§ Activity
Where a line in the listing below holds "multicast", add it to the tally, and reply with that tally alone.
___ Exercise data ___
//! Bridge port types.

use crate::frame::IngressStamp;
use bitflags::bitflags;
use serde::{Deserialize, Serialize};
use sonic_bridge_types::{VlanId, VlanSet};
use std::fmt;
use std::sync::atomic::{AtomicU64, Ordering};
use std::sync::Arc;

/// Maximum number of ports on one bridge; port ids index a 64-bit mask.
pub const MAX_PORTS: usize = 64;

/// Default Ethernet MTU.
pub const DEFAULT_MTU: u32 = 1500;

/// Stable bit index of a bridge port.
///
/// Assigned when the port joins and never reused while it stays attached.
#[derive(Debug, Clone, Copy, PartialEq, Eq, Hash, PartialOrd, Ord, Serialize, Deserialize)]
pub struct PortId(u8);

impl PortId {
    /// Returns `None` if `id` does not fit the port mask.
    pub const fn new(id: u8) -> Option<Self> {
        if (id as usize) < MAX_PORTS {
            Some(PortId(id))
        } else {
            None
        }
    }

    pub const fn index(&self) -> u8 {
        self.0
    }

    pub const fn bit(&self) -> u64 {
        1u64 << self.0
    }
}

impl fmt::Display for PortId {
    fn fmt(&self, f: &mut fmt::Formatter<'_>) -> fmt::Result {
        write!(f, "{}", self.0)
    }
}

/// Set of ports as a bitmask over [`PortId`]s.
///
/// Intersection and union are single machine operations, which is what
/// keeps multicast membership checks O(1).
#[derive(Debug, Clone, Copy, PartialEq, Eq, Hash, Default, Serialize, Deserialize)]
pub struct PortMask(u64);

impl PortMask {
    pub const EMPTY: PortMask = PortMask(0);

    pub const fn from_bits(bits: u64) -> Self {
        PortMask(bits)
    }

    pub const fn bits(&self) -> u64 {
        self.0
    }

    pub fn of(ids: &[PortId]) -> Self {
        ids.iter().fold(PortMask::EMPTY, |mask, id| mask.with(*id))
    }

    pub const fn contains(&self, id: PortId) -> bool {
        self.0 & id.bit() != 0
    }

    pub fn insert(&mut self, id: PortId) {
        self.0 |= id.bit();
    }

    pub fn remove(&mut self, id: PortId) {
        self.0 &= !id.bit();
    }

    #[must_use]
    pub const fn with(self, id: PortId) -> Self {
        PortMask(self.0 | id.bit())
    }

    #[must_use]
    pub const fn without(self, id: PortId) -> Self {
        PortMask(self.0 & !id.bit())
    }

    #[must_use]
    pub const fn union(self, other: PortMask) -> Self {
        PortMask(self.0 | other.0)
    }

    #[must_use]
    pub const fn intersect(self, other: PortMask) -> Self {
        PortMask(self.0 & other.0)
    }

    /// Ports in `self` that are not in `other`.
    #[must_use]
    pub const fn difference(self, other: PortMask) -> Self {
        PortMask(self.0 & !other.0)
    }

    pub const fn is_empty(&self) -> bool {
        self.0 == 0
    }

    pub const fn is_subset_of(&self, other: PortMask) -> bool {
        self.0 & !other.0 == 0
    }

    pub const fn len(&self) -> usize {
        self.0.count_ones() as usize
    }

    /// Lowest id not in the mask.
    pub fn first_free(&self) -> Option<PortId> {
        let free = !self.0;
        if free == 0 {
            None
        } else {
            PortId::new(free.trailing_zeros() as u8)
        }
    }

    /// Member ids in ascending order.
    pub fn iter(&self) -> impl Iterator<Item = PortId> {
        let bits = self.0;
        (0..MAX_PORTS as u8)
            .filter(move |i| bits & (1u64 << i) != 0)
            .filter_map(PortId::new)
    }
}

impl FromIterator<PortId> for PortMask {
    fn from_iter<T: IntoIterator<Item = PortId>>(iter: T) -> Self {
        iter.into_iter().fold(PortMask::EMPTY, |mask, id| mask.with(id))
    }
}

/// Opaque handle of the network device behind a port.
#[derive(Debug, Clone, Copy, PartialEq, Eq, Hash, Serialize, Deserialize)]
pub struct DeviceHandle(pub u32);

impl fmt::Display for DeviceHandle {
    fn fmt(&self, f: &mut fmt::Formatter<'_>) -> fmt::Result {
        write!(f, "dev{}", self.0)
    }
}

/// Spanning-tree port state, as set by the STP collaborator.
#[derive(Debug, Clone, Copy, PartialEq, Eq, Hash, Serialize, Deserialize)]
#[serde(rename_all = "lowercase")]
pub enum PortState {
    Disabled,
    Listening,
    Learning,
    Forwarding,
    Blocking,
}

impl PortState {
    pub fn parse(s: &str) -> Option<Self> {
        match s {
            "0" | "disabled" => Some(Self::Disabled),
            "1" | "listening" => Some(Self::Listening),
            "2" | "learning" => Some(Self::Learning),
            "3" | "forwarding" => Some(Self::Forwarding),
            "4" | "blocking" => Some(Self::Blocking),
            _ => None,
        }
    }

    pub fn as_str(&self) -> &'static str {
        match self {
            Self::Disabled => "disabled",
            Self::Listening => "listening",
            Self::Learning => "learning",
            Self::Forwarding => "forwarding",
            Self::Blocking => "blocking",
        }
    }

    /// Source addresses are learned in Learning and Forwarding.
    pub fn learns(&self) -> bool {
        matches!(self, Self::Learning | Self::Forwarding)
    }
}

impl fmt::Display for PortState {
    fn fmt(&self, f: &mut fmt::Formatter<'_>) -> fmt::Result {
        f.write_str(self.as_str())
    }
}

bitflags! {
    /// Per-port delivery attributes.
    #[derive(Debug, Copy, Clone, PartialEq, Eq, Hash)]
    pub struct PortFlags: u32 {
        /// Frames may be sent back out of the device they arrived on.
        const HAIRPIN = 1 << 0;
        /// Port receives unknown-unicast floods.
        const FLOOD = 1 << 1;
        /// Port answers ARP on behalf of its hosts; never flooded.
        const PROXYARP = 1 << 2;
        /// Wireless proxy ARP; skipped once a proxied reply was sent.
        const PROXYARP_WIFI = 1 << 3;
        /// Upstream (WAN-facing) port.
        const UPSTREAM = 1 << 4;
        /// Port is backed by the hardware switch and reachable by the
        /// hardware multicast table.
        const HW_OFFLOAD = 1 << 5;
    }
}

impl Default for PortFlags {
    fn default() -> Self {
        PortFlags::FLOOD
    }
}

/// Drop counters kept per port. Shared by every snapshot of the port.
#[derive(Debug, Default)]
pub struct PortStats {
    pub tx_dropped: AtomicU64,
}

impl PortStats {
    pub fn tx_dropped(&self) -> u64 {
        self.tx_dropped.load(Ordering::Relaxed)
    }
}

/// Description of a device joining the bridge.
#[derive(Debug, Clone)]
pub struct PortDescriptor {
    pub name: String,
    pub device: DeviceHandle,
    pub state: PortState,
    pub flags: PortFlags,
    /// VLANs allowed on egress.
    pub vlans: VlanSet,
    /// Subset of `vlans` sent untagged.
    pub untagged: VlanSet,
    /// VLAN assigned to untagged ingress frames.
    pub pvid: Option<VlanId>,
    /// VLAN of the device itself (802.1Q sub-interface), used by isolation mode.
    pub device_vlan: Option<u16>,
    /// Logical LAN group, used by LAN isolation.
    pub lan_group: Option<u16>,
    pub mtu: u32,
}

impl PortDescriptor {
    /// A forwarding, flood-enabled port with no VLAN configuration.
    pub fn new(name: impl Into<String>, device: DeviceHandle) -> Self {
        Self {
            name: name.into(),
            device,
            state: PortState::Forwarding,
            flags: PortFlags::default(),
            vlans: VlanSet::new(),
            untagged: VlanSet::new(),
            pvid: None,
            device_vlan: None,
            lan_group: None,
            mtu: DEFAULT_MTU,
        }
    }

    pub fn with_state(mut self, state: PortState) -> Self {
        self.state = state;
        self
    }

    pub fn with_flags(mut self, flags: PortFlags) -> Self {
        self.flags = flags;
        self
    }

    /// Adds a VLAN; `untagged` also makes it leave the port without a tag.
    pub fn with_vlan(mut self, vlan: VlanId, untagged: bool) -> Self {
        self.vlans.insert(vlan);
        if untagged {
            self.untagged.insert(vlan);
        }
        self
    }

    /// Sets the PVID, which is also an untagged member VLAN.
    pub fn with_pvid(mut self, vlan: VlanId) -> Self {
        self.pvid = Some(vlan);
        self.with_vlan(vlan, true)
    }

    pub fn with_device_vlan(mut self, vlan: u16) -> Self {
        self.device_vlan = Some(vlan);
        self
    }

    pub fn with_lan_group(mut self, group: u16) -> Self {
        self.lan_group = Some(group);
        self
    }

    pub fn with_mtu(mut self, mtu: u32) -> Self {
        self.mtu = mtu;
        self
    }
}

/// A port attached to the bridge.
///
/// Ports are immutable once published in a snapshot; administrative
/// changes publish a modified copy that shares the same [`PortStats`].
#[derive(Debug, Clone)]
pub struct Port {
    pub id: PortId,
    pub name: String,
    pub device: DeviceHandle,
    pub state: PortState,
    pub flags: PortFlags,
    pub vlans: VlanSet,
    pub untagged: VlanSet,
    pub pvid: Option<VlanId>,
    pub device_vlan: Option<u16>,
    pub lan_group: Option<u16>,
    pub mtu: u32,
    pub stats: Arc<PortStats>,
}

impl Port {
    pub fn from_descriptor(id: PortId, desc: PortDescriptor) -> Self {
        Self {
            id,
            name: desc.name,
            device: desc.device,
            state: desc.state,
            flags: desc.flags,
            vlans: desc.vlans,
            untagged: desc.untagged,
            pvid: desc.pvid,
            device_vlan: desc.device_vlan,
            lan_group: desc.lan_group,
            mtu: desc.mtu,
            stats: Arc::new(PortStats::default()),
        }
    }

    pub fn is_forwarding(&self) -> bool {
        self.state == PortState::Forwarding
    }

    pub fn has_flag(&self, flag: PortFlags) -> bool {
        self.flags.contains(flag)
    }

    pub fn allows_vlan(&self, vlan: VlanId) -> bool {
        self.vlans.contains(vlan)
    }

    /// Returns true if frames in `vlan` leave this port untagged.
    pub fn egress_untagged(&self, vlan: VlanId) -> bool {
        self.untagged.contains(vlan)
    }

    /// Ingress attributes copied into a frame received on this port.
    pub fn stamp(&self) -> IngressStamp {
        IngressStamp {
            port: self.id,
            device: self.device,
            device_vlan: self.device_vlan,
            lan_group: self.lan_group,
            upstream: self.has_flag(PortFlags::UPSTREAM),
            hw_backed: self.has_flag(PortFlags::HW_OFFLOAD),
        }
    }
}

#[cfg(test)]
mod tests {
    use super::*;
    use pretty_assertions::assert_eq;

    fn pid(id: u8) -> PortId {
        PortId::new(id).unwrap()
    }

    #[test]
    fn test_port_id_range() {
        assert!(PortId::new(0).is_some());
        assert!(PortId::new(63).is_some());
        assert!(PortId::new(64).is_none());
        assert_eq!(pid(5).bit(), 0b100000);
    }

    #[test]
    fn test_port_mask_ops() {
        let a = PortMask::of(&[pid(0), pid(2)]);
        let b = PortMask::of(&[pid(1), pid(2)]);

        assert_eq!(a.union(b), PortMask::of(&[pid(0), pid(1), pid(2)]));
        assert_eq!(a.intersect(b), PortMask::of(&[pid(2)]));
        assert_eq!(a.difference(b), PortMask::of(&[pid(0)]));
        assert!(a.intersect(b).is_subset_of(a));
        assert!(!a.is_subset_of(b));
        assert_eq!(a.len(), 2);
        assert_eq!(a.iter().collect::<Vec<_>>(), vec![pid(0), pid(2)]);
        assert_eq!(a.without(pid(0)), PortMask::of(&[pid(2)]));
    }

    #[test]
    fn test_first_free() {
        assert_eq!(PortMask::EMPTY.first_free(), Some(pid(0)));
        assert_eq!(PortMask::of(&[pid(0), pid(1), pid(3)]).first_free(), Some(pid(2)));
        assert_eq!(PortMask::from_bits(u64::MAX).first_free(), None);
    }

    #[test]
    fn test_port_state_parse() {
        assert_eq!(PortState::parse("forwarding"), Some(PortState::Forwarding));
        assert_eq!(PortState::parse("4"), Some(PortState::Blocking));
        assert_eq!(PortState::parse("bogus"), None);
        assert!(PortState::Learning.learns());
        assert!(!PortState::Blocking.learns());
    }

    #[test]
    fn test_descriptor_builder() {
        let vlan10 = VlanId::new(10).unwrap();
        let vlan20 = VlanId::new(20).unwrap();
        let desc = PortDescriptor::new("eth1", DeviceHandle(1))
            .with_pvid(vlan10)
            .with_vlan(vlan20, false)
            .with_flags(PortFlags::FLOOD | PortFlags::HAIRPIN);
        let port = Port::from_descriptor(pid(1), desc);

        assert!(port.allows_vlan(vlan10));
        assert!(port.allows_vlan(vlan20));
        assert!(port.egress_untagged(vlan10));
        assert!(!port.egress_untagged(vlan20));
        assert!(port.has_flag(PortFlags::HAIRPIN));
        assert!(port.is_forwarding());
        assert_eq!(port.stamp().port, pid(1));
    }
}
___
§ Task answer
2